What you are asked to do: All of the data that appears below is to be given again precisely as written.

Input material:
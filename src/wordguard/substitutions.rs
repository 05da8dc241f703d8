//! Tablica podmian znaków (leet / homoglify) dla każdej litery a–z.
//!
//! Sama polityka podmian jest danymi – kompilator reguł tylko ją czyta.

/// Separatory, którymi ludzie "rozbijają" słowa: `f u c k`, `f.u.c.k`, `f_u-c*k`.
pub const SEPARATORS: &str = r#"[\s*.\-_()'"]*"#;

/// Uproszczone separatory dla reguły awaryjnej (literalnej).
pub const LITERAL_SEPARATORS: &str = r"[\s*.\-_]*";

/// litera → znaki uznawane za tę literę (łącznie z nią samą)
pub static LOOKALIKES: &[(char, &str)] = &[
    ('a', "a@4àáâäãåą∆Д"),
    ('b', "b8ßвь"),
    ('c', "c¢çćčс©"),
    ('d', "dđďð"),
    ('e', "e3èéêëęėξεЕ€"),
    ('f', "fƒ"),
    ('g', "g6ğģ9"),
    ('h', "hħнΗ"),
    ('i', "i1!¡íìîïįιΙ"),
    ('j', "jјĵ"),
    ('k', "kķĸκк"),
    ('l', "l1|!łлιL£"),
    ('m', "mмΜ"),
    ('n', "nñнηИΝЛ"),
    ('o', "o0òóôõöøөΟο☺☻⚪⚫"),
    ('p', "pрρРπп♀"),
    ('q', "q9"),
    ('r', "rгř®яЯ"),
    ('s', "s5$śšşѕ"),
    ('t', "t7+тτТ†‡"),
    ('u', "uüúùûụųμυµ"),
    ('v', "v/υν♈"),
    ('w', "wшщẁẃẅω"),
    ('x', "x×хж✗✘χ"),
    ('y', "yýÿчụγ¥λΥ"),
    ('z', "zžżźзж2"),
];

pub fn lookalikes(ch: char) -> Option<&'static str> {
    LOOKALIKES
        .iter()
        .find(|(letter, _)| *letter == ch)
        .map(|(_, set)| *set)
}

/// Klasa znaków `[...]` dla jednego znaku terminu (bez kwantyfikatora).
pub fn char_class(ch: char) -> String {
    let mut out = String::from("[");
    match lookalikes(ch) {
        Some(set) => {
            for c in set.chars() {
                push_escaped(&mut out, c);
            }
        }
        None => push_escaped(&mut out, ch),
    }
    out.push(']');
    out
}

pub fn push_escaped(out: &mut String, ch: char) {
    let mut buf = [0u8; 4];
    out.push_str(&regex::escape(ch.encode_utf8(&mut buf)));
}
use crate::config::Settings;
use tracing_subscriber::{fmt, EnvFilter};
use tracing_subscriber::prelude::*;

/// Inicjalizacja logowania.
/// Logi idą na stderr – stdout jest zarezerwowany na werdykty (JSON lines).
pub fn init(settings: &Settings) {
    let level = settings
        .logging
        .level
        .clone()
        .unwrap_or_else(|| "info".to_string());

    let env_filter =
        EnvFilter::try_from_default_env().unwrap_or_else(|_| EnvFilter::new(level));

    let fmt_layer = fmt::layer()
        .with_writer(std::io::stderr)
        .with_target(settings.logging.with_target);

    // try_init: drugi bootstrap (np. w testach) nie panikuje
    let _ = tracing_subscriber::registry()
        .with(env_filter)
        .with(fmt_layer)
        .try_init();
}
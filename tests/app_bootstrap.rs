use std::io::Write;

use tigris_signals::config::{PolicyConfig, Settings};
use tigris_signals::feed::{execute, parse_line};
use tigris_signals::AppContext;

fn settings() -> Settings {
    let mut s = Settings::defaults("test");
    s.wordguard.builtin = false;
    s.wordguard.profanity = vec!["fuck".into()];
    s
}

#[test]
fn invalid_policy_refuses_to_start() {
    let mut s = settings();
    s.raidguard.join = Some(PolicyConfig {
        threshold: 0,
        window_secs: 10,
        per_subject: false,
    });
    assert!(AppContext::build(s).is_err());
}

#[test]
fn invalid_link_pattern_refuses_to_start() {
    let mut s = settings();
    s.linkscan.extra_patterns = vec!["[oops".into()];
    assert!(AppContext::build(s).is_err());
}

#[test]
fn vocabulary_file_is_merged() {
    let mut f = tempfile::NamedTempFile::new().unwrap();
    write!(f, r#"{{"harassment": ["go away"]}}"#).unwrap();

    let mut s = settings();
    s.wordguard.vocabulary_file = Some(f.path().display().to_string());
    let app = AppContext::build(s).unwrap();
    assert!(app.wordguard().contains_match("go   away"));
    assert!(app.wordguard().contains_match("fuck"));
}

#[test]
fn feed_lines_produce_json_verdicts() {
    let app = AppContext::build(settings()).unwrap();

    let cmd = parse_line("msg 1 2 you are a fuck").unwrap().unwrap();
    let v = execute(&app, cmd);
    assert_eq!(v["event"], "msg");
    assert_eq!(v["signals"]["matched_class"], "profanity");
    assert_eq!(v["signals"]["redacted"], "you are a ****");
    assert_eq!(v["signals"]["strike"]["strike"], 1);

    let v = execute(&app, parse_line("raid on 1").unwrap().unwrap());
    assert_eq!(v["raid_mode"], true);
    let v = execute(&app, parse_line("raid status 1").unwrap().unwrap());
    assert_eq!(v["raid_mode"], true);
    let v = execute(&app, parse_line("raid off 1").unwrap().unwrap());
    assert_eq!(v["raid_mode"], false);

    let mut last = serde_json::Value::Null;
    for _ in 0..3 {
        last = execute(&app, parse_line("action 1 channel_delete 9").unwrap().unwrap());
    }
    assert_eq!(last["breached"], true);
    assert_eq!(last["kind"], "channel_delete");
}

Answer to the exercise:
filename src/wordguard/substitutions.rs
repository 05da8dc241f703d8
//! Tablica podmian znaków (leet / homoglify) dla każdej litery a–z.
//!
//! Sama polityka podmian jest danymi – kompilator reguł tylko ją czyta.

/// Separatory, którymi ludzie "rozbijają" słowa: `f u c k`, `f.u.c.k`, `f_u-c*k`.
pub const SEPARATORS: &str = r#"[\s*.\-_()'"]*"#;

/// Uproszczone separatory dla reguły awaryjnej (literalnej).
pub const LITERAL_SEPARATORS: &str = r"[\s*.\-_]*";

/// litera → znaki uznawane za tę literę (łącznie z nią samą)
pub static LOOKALIKES: &[(char, &str)] = &[
    ('a', "a@4àáâäãåą∆Д"),
    ('b', "b8ßвь"),
    ('c', "c¢çćčс©"),
    ('d', "dđďð"),
    ('e', "e3èéêëęėξεЕ€"),
    ('f', "fƒ"),
    ('g', "g6ğģ9"),
    ('h', "hħнΗ"),
    ('i', "i1!¡íìîïįιΙ"),
    ('j', "jјĵ"),
    ('k', "kķĸκк"),
    ('l', "l1|!łлιL£"),
    ('m', "mмΜ"),
    ('n', "nñнηИΝЛ"),
    ('o', "o0òóôõöøөΟο☺☻⚪⚫"),
    ('p', "pрρРπп♀"),
    ('q', "q9"),
    ('r', "rгř®яЯ"),
    ('s', "s5$śšşѕ"),
    ('t', "t7+тτТ†‡"),
    ('u', "uüúùûụųμυµ"),
    ('v', "v/υν♈"),
    ('w', "wшщẁẃẅω"),
    ('x', "x×хж✗✘χ"),
    ('y', "yýÿчụγ¥λΥ"),
    ('z', "zžżźзж2"),
];

pub fn lookalikes(ch: char) -> Option<&'static str> {
    LOOKALIKES
        .iter()
        .find(|(letter, _)| *letter == ch)
        .map(|(_, set)| *set)
}

/// Klasa znaków `[...]` dla jednego znaku terminu (bez kwantyfikatora).
pub fn char_class(ch: char) -> String {
    let mut out = String::from("[");
    match lookalikes(ch) {
        Some(set) => {
            for c in set.chars() {
                push_escaped(&mut out, c);
            }
        }
        None => push_escaped(&mut out, ch),
    }
    out.push(']');
    out
}

pub fn push_escaped(out: &mut String, ch: char) {
    let mut buf = [0u8; 4];
    out.push_str(&regex::escape(ch.encode_utf8(&mut buf)));
}
use crate::config::Settings;
use tracing_subscriber::{fmt, EnvFilter};
use tracing_subscriber::prelude::*;

/// Inicjalizacja logowania.
/// Logi idą na stderr – stdout jest zarezerwowany na werdykty (JSON lines).
pub fn init(settings: &Settings) {
    let level = settings
        .logging
        .level
        .clone()
        .unwrap_or_else(|| "info".to_string());

    let env_filter =
        EnvFilter::try_from_default_env().unwrap_or_else(|_| EnvFilter::new(level));

    let fmt_layer = fmt::layer()
        .with_writer(std::io::stderr)
        .with_target(settings.logging.with_target);

    // try_init: drugi bootstrap (np. w testach) nie panikuje
    let _ = tracing_subscriber::registry()
        .with(env_filter)
        .with(fmt_layer)
        .try_init();
}
filename tests/app_bootstrap.rs
use std::io::Write;

use tigris_signals::config::{PolicyConfig, Settings};
use tigris_signals::feed::{execute, parse_line};
use tigris_signals::AppContext;

fn settings() -> Settings {
    let mut s = Settings::defaults("test");
    s.wordguard.builtin = false;
    s.wordguard.profanity = vec!["fuck".into()];
    s
}

#[test]
fn invalid_policy_refuses_to_start() {
    let mut s = settings();
    s.raidguard.join = Some(PolicyConfig {
        threshold: 0,
        window_secs: 10,
        per_subject: false,
    });
    assert!(AppContext::build(s).is_err());
}

#[test]
fn invalid_link_pattern_refuses_to_start() {
    let mut s = settings();
    s.linkscan.extra_patterns = vec!["[oops".into()];
    assert!(AppContext::build(s).is_err());
}

#[test]
fn vocabulary_file_is_merged() {
    let mut f = tempfile::NamedTempFile::new().unwrap();
    write!(f, r#"{{"harassment": ["go away"]}}"#).unwrap();

    let mut s = settings();
    s.wordguard.vocabulary_file = Some(f.path().display().to_string());
    let app = AppContext::build(s).unwrap();
    assert!(app.wordguard().contains_match("go   away"));
    assert!(app.wordguard().contains_match("fuck"));
}

#[test]
fn feed_lines_produce_json_verdicts() {
    let app = AppContext::build(settings()).unwrap();

    let cmd = parse_line("msg 1 2 you are a fuck").unwrap().unwrap();
    let v = execute(&app, cmd);
    assert_eq!(v["event"], "msg");
    assert_eq!(v["signals"]["matched_class"], "profanity");
    assert_eq!(v["signals"]["redacted"], "you are a ****");
    assert_eq!(v["signals"]["strike"]["strike"], 1);

    let v = execute(&app, parse_line("raid on 1").unwrap().unwrap());
    assert_eq!(v["raid_mode"], true);
    let v = execute(&app, parse_line("raid status 1").unwrap().unwrap());
    assert_eq!(v["raid_mode"], true);
    let v = execute(&app, parse_line("raid off 1").unwrap().unwrap());
    assert_eq!(v["raid_mode"], false);

    let mut last = serde_json::Value::Null;
    for _ in 0..3 {
        last = execute(&app, parse_line("action 1 channel_delete 9").unwrap().unwrap());
    }
    assert_eq!(last["breached"], true);
    assert_eq!(last["kind"], "channel_delete");
}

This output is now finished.